When I tell people that philosophy is what got me through my dad's death, they look at me like I have two heads. I won't bore you with the details, because I've written about how I used philosophy instead of grief counseling here before. But what I haven’t talked much about is how philosophy is almost as helpful as my background in mental health as a grief therapist. Seriously. From existential dread to the phenomenological structures of human experience, grief pushes us to examine “big” questions. It also pushes us to make sense of a world that doesn’t make sense. People often find themselves stuck between thoughts and feelings that feel like contradictions. Plato or Hegel would have called this a dialectic, though most people grieving would find that a useless description. Because, though dialectical thinking in grief is incredibly common, almost no one has heard of it.
On the surface, dialectical thinking feels confusing at best and terrible at worst. You're in a black hole of grief, trying to make sense of the zillions of feelings that come with that. And then suddenly you're trying to reconcile feelings and thoughts that feel like they can't possibly go together. Or you worry that a certain feeling means that your grief isn't as bad as you know that it is.
Dialectical thinking is holding two things that are contradictions. Plato explored this through debates: his famous Socratic Method. As two philosophers debated, what was most important was the clarity that came from exploring these contradictions. Hegel later had some harsh words about Plato’s dialectic, refining his own. I won’t bore you with the details. But the incredible insight Hegel had (that I’m absolutely, positively sure he never imagined some grief therapist-blogger would be writing about 200+ years later) was this: Almost everything distills down to contradictions. He thought that there was value in the work we do exploring these contradictions, finding ideas that replace the previous but still retain the contradictions.
Uh, What on Earth Does This Have to Do With Grief?
This is probably reinforcing every stereotype that philosophy is abstract hooey, but I promise it isn’t. Hegel’s idea that these contradictions are not problems, but rather things that exist and can move us forward, translated beautifully into psychology. Klaus F. Riegel suggested that development through life is predicated on contradiction. He suggested that, as we age, we learn the inevitability of these contradictions.
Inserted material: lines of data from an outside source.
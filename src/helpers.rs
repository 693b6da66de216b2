//! Small shared helpers for text normalization and coordinate rounding.

/// Round a coordinate to 4 decimal places (~11 m).
///
/// Both the weather request URL and the fetch-cache key go through this, so
/// a coordinate always maps to the same cache entry as the request it issued.
pub(crate) fn round_coordinate(v: f64) -> f64 {
    (v * 10_000.0).round() / 10_000.0
}

/// Title-case a free-text name: first letter of each whitespace-separated
/// word uppercased, the rest lowercased.
pub(crate) fn title_case(s: &str) -> String {
    s.split_whitespace()
        .map(|word| {
            let mut chars = word.chars();
            match chars.next() {
                Some(first) => first.to_uppercase().chain(chars.flat_map(char::to_lowercase)).collect(),
                None => String::new(),
            }
        })
        .collect::<Vec<String>>()
        .join(" ")
}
We sit with them rather than trying to escape them.
Even if you aren’t comfortable with the dialectical nature of the world, learning to recognize and sit with these dialectical thoughts can be of use in grief. As humans, we like things to be in nice, neat, tidy boxes. Things are good or bad, right or wrong, happy or sad. It would be so nice and simple if life worked that way, wouldn’t it? But the older we get, the more moments we encounter that challenge that reality. Humans are complicated. Life is complicated. We’re complicated.
So how do you notice and get comfortable with dialectical thinking? The first thing to do is look for all-or-nothing thinking, either-or thinking, or any extremes in your grief-thinking. Like what, you may be wondering? Here are some examples:
- I will never be happy again.
- My friends are terrible. They keep [insert insensitive thing here].
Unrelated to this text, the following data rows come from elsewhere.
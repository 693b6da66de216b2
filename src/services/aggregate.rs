//! Pure aggregation over filtered record slices.
//!
//! Every function here takes borrowed records and returns owned summary
//! values; nothing caches and nothing mutates. Tie-breaking is always
//! deterministic: earliest date, smallest hour, lexicographic label.

use std::collections::BTreeMap;

use chrono::{Datelike, NaiveDate, Timelike, Weekday};
use serde::Serialize;
use utoipa::ToSchema;

use crate::data::models::{DailyAggregate, IncidentRecord};

/// Incident count for one hour of day.
#[derive(Debug, Clone, Copy, PartialEq, Eq, Serialize, ToSchema)]
pub struct HourCount {
    pub hour: u32,
    pub count: u64,
}

/// Grouped sum with its share of the grand total.
#[derive(Debug, Clone, PartialEq, Serialize, ToSchema)]
pub struct CategoryShare {
    pub label: String,
    pub total: u64,
    /// Share of the grand total in percent. 0.0 for every group when the
    /// grand total itself is zero.
    pub percentage: f64,
}

/// A label with its occurrence count.
#[derive(Debug, Clone, PartialEq, Eq, Serialize, ToSchema)]
pub struct ValueCount {
    pub value: String,
    pub count: u64,
}

/// Fraction of records carrying each alarm type.
#[derive(Debug, Clone, Copy, PartialEq, Default, Serialize, ToSchema)]
pub struct AlarmPresenceRates {
    pub smoke: f64,
    pub fire: f64,
    pub other: f64,
}

/// Incidents per hour of day, ascending by hour, only hours present.
pub fn hourly_histogram(records: &[&IncidentRecord]) -> Vec<HourCount> {
    let mut by_hour: BTreeMap<u32, u64> = BTreeMap::new();
    for record in records {
        *by_hour.entry(record.alarm_time.hour()).or_insert(0) += 1;
    }
    by_hour
        .into_iter()
        .map(|(hour, count)| HourCount { hour, count })
        .collect()
}

/// Incidents per day, ascending by date.
pub fn daily_counts(records: &[&IncidentRecord]) -> Vec<DailyAggregate> {
    let mut by_day: BTreeMap<NaiveDate, u64> = BTreeMap::new();
    for record in records {
        *by_day.entry(record.date).or_insert(0) += 1;
    }
    by_day
        .into_iter()
        .map(|(date, incident_count)| DailyAggregate {
            date,
            incident_count,
        })
        .collect()
}

/// The `n` busiest days: count descending, earliest date first on ties,
/// never more than `n` entries.
pub fn top_n_days(daily: &[DailyAggregate], n: usize) -> Vec<DailyAggregate> {
    let mut days = daily.to_vec();
    days.sort_by(|a, b| {
        b.incident_count
            .cmp(&a.incident_count)
            .then(a.date.cmp(&b.date))
    });
    days.truncate(n);
    days
}

/// Sum `value` per `group` label and express each group as a share of the
/// grand total. Groups are sorted by total descending, label ascending.
pub fn category_share<G, V>(records: &[&IncidentRecord], group: G, value: V) -> Vec<CategoryShare>
where
    G: Fn(&IncidentRecord) -> &str,
    V: Fn(&IncidentRecord) -> u64,
{
    let mut totals: BTreeMap<String, u64> = BTreeMap::new();
    for record in records {
        *totals.entry(group(record).to_string()).or_insert(0) += value(record);
    }
    let grand_total: u64 = totals.values().sum();

    let mut shares: Vec<CategoryShare> = totals
        .into_iter()
        .map(|(label, total)| CategoryShare {
            label,
            total,
            percentage: if grand_total == 0 {
                0.0
            } else {
                total as f64 * 100.0 / grand_total as f64
            },
        })
        .collect();
    shares.sort_by(|a, b| b.total.cmp(&a.total).then(a.label.cmp(&b.label)));
    shares
}

/// Hour of day with the most incidents, smallest hour on ties.
pub fn busiest_hour(records: &[&IncidentRecord]) -> Option<u32> {
    hourly_histogram(records)
        .into_iter()
        .max_by(|a, b| a.count.cmp(&b.count).then(b.hour.cmp(&a.hour)))
        .map(|entry| entry.hour)
}

/// Weekday with the most incidents, earliest weekday (Monday first) on ties.
pub fn busiest_day_of_week(records: &[&IncidentRecord]) -> Option<Weekday> {
    let mut by_weekday: BTreeMap<u32, u64> = BTreeMap::new();
    for record in records {
        *by_weekday
            .entry(record.date.weekday().num_days_from_monday())
            .or_insert(0) += 1;
    }
    by_weekday
        .into_iter()
        .max_by(|a, b| a.1.cmp(&b.1).then(b.0.cmp(&a.0)))
        .and_then(|(weekday, _)| weekday_from_monday_offset(weekday))
}

fn weekday_from_monday_offset(offset: u32) -> Option<Weekday> {
    match offset {
        0 => Some(Weekday::Mon),
        1 => Some(Weekday::Tue),
        2 => Some(Weekday::Wed),
        3 => Some(Weekday::Thu),
        4 => Some(Weekday::Fri),
        5 => Some(Weekday::Sat),
        6 => Some(Weekday::Sun),
        _ => None,
    }
}

/// The `n` most frequent values of a text field: count descending,
/// value ascending on ties.
pub fn value_counts_top_n<F>(records: &[&IncidentRecord], n: usize, field: F) -> Vec<ValueCount>
where
    F: Fn(&IncidentRecord) -> &str,
{
    let mut counts: BTreeMap<String, u64> = BTreeMap::new();
    for record in records {
        *counts.entry(field(record).to_string()).or_insert(0) += 1;
    }
    let mut counts: Vec<ValueCount> = counts
        .into_iter()
        .map(|(value, count)| ValueCount { value, count })
        .collect();
    counts.sort_by(|a, b| b.count.cmp(&a.count).then(a.value.cmp(&b.value)));
    counts.truncate(n);
    counts
}

/// Mean presence of the three alarm flags. All zero on empty input.
pub fn alarm_presence_rates(records: &[&IncidentRecord]) -> AlarmPresenceRates {
    if records.is_empty() {
        return AlarmPresenceRates::default();
    }
    let total = records.len() as f64;
    let count = |pred: fn(&IncidentRecord) -> bool| {
        records.iter().filter(|r| pred(r)).count() as f64 / total
    };
    AlarmPresenceRates {
        smoke: count(|r| r.has_smoke_alarm),
        fire: count(|r| r.has_fire_alarm),
        other: count(|r| r.has_other_alarm),
    }
}

/// Mean (latitude, longitude), `None` on empty input. Used for map
/// centering and as the representative coordinate for weather fetches.
pub fn mean_coordinate(records: &[&IncidentRecord]) -> Option<(f64, f64)> {
    if records.is_empty() {
        return None;
    }
    let n = records.len() as f64;
    let lat: f64 = records.iter().map(|r| r.latitude).sum();
    let lon: f64 = records.iter().map(|r| r.longitude).sum();
    Some((lat / n, lon / n))
}

/// Mean response time over the records that have one.
pub fn mean_response_time(records: &[&IncidentRecord]) -> Option<f64> {
    let times: Vec<f64> = records
        .iter()
        .filter_map(|r| r.response_time_minutes)
        .collect();
    if times.is_empty() {
        return None;
    }
    Some(times.iter().sum::<f64>() / times.len() as f64)
}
- No one can help me because no one understands my grief.
- I tried a support group once and I didn't like it, so therapy and groups aren't for me.
Needless to say, there are many, many more.
Now think about what it would look like to take any of these thoughts and consider if something contradictory could also be true. This is not replacing the thought with another thought that is true instead. Rather, it is sitting with the contradiction; the fact that both are true.
- I will never be happy in the way I imagined, and I am still capable of happiness.
- My friends are not providing me the grief support I need right now, but they have been good friends in the past and may be capable of being good friends again.
- No one understands my grief, but they may still be able to help me in other ways.
- I tried a support group that I did not like. It wasn't right for me, but another group or therapist might be a better fit.
In each of these cases, the initial thought is not false or replaced. Rather, a thought exists alongside it, and—when we can hold both thoughts—there is often new flexibility or space that emerges.
Okay, so I Need to Introduce Dialectical Thinking Into My Thoughts?
Yes and no. There are places where you are probably already thinking dialectically, but you might not be comfortable with these thoughts. In these situations, it is helpful to notice the uncomfortable dialectical thoughts, to explore and sit with them:
- I'm devastated by this loss, and I am relieved that my loved one is no longer suffering.
- I would give anything to have my loved one back, and I have grown as a result of this loss.
- I've been destroyed by what I lost, and I am grateful for what I still have.
In each of these, it can be easy to assume that the second thought somehow reduces the pain or truth of the first. But no! The reality is that both are wholly true. Neither diminishes the other because that is not how emotions work. One emotion does not take away from another. We can feel each in their entirety, all at once.
This either makes tons of sense or is as clear as mud. Either way, we really do believe spending some time with dialectical thinking can be really useful, so we hope you’ll give it a shot.